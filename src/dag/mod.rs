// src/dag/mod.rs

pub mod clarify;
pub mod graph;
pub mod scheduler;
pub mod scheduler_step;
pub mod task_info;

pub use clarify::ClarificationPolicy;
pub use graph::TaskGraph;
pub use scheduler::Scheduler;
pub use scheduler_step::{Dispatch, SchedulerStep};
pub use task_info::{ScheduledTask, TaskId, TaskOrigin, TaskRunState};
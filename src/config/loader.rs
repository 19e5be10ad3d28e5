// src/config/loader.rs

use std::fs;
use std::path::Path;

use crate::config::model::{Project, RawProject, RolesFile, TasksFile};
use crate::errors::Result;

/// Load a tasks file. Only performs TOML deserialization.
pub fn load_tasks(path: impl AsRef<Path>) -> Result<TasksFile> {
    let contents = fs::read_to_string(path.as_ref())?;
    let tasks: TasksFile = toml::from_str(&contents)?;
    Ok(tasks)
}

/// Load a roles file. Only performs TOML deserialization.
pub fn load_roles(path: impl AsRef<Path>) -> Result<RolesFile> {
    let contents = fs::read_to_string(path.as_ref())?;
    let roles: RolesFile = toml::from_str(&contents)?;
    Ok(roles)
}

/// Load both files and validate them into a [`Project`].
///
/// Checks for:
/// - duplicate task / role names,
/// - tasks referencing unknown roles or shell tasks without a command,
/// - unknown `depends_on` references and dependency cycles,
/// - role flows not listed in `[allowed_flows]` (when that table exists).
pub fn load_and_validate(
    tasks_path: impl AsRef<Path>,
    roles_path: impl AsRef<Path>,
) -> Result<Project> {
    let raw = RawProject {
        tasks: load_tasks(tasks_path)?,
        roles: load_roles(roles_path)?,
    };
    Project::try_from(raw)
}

- [What you will do] Your answer should consist of the lines above that hold the word "Result".

- [Written solution]
use crate::errors::Result;
pub fn load_tasks(path: impl AsRef<Path>) -> Result<TasksFile> {
pub fn load_roles(path: impl AsRef<Path>) -> Result<RolesFile> {
) -> Result<Project> {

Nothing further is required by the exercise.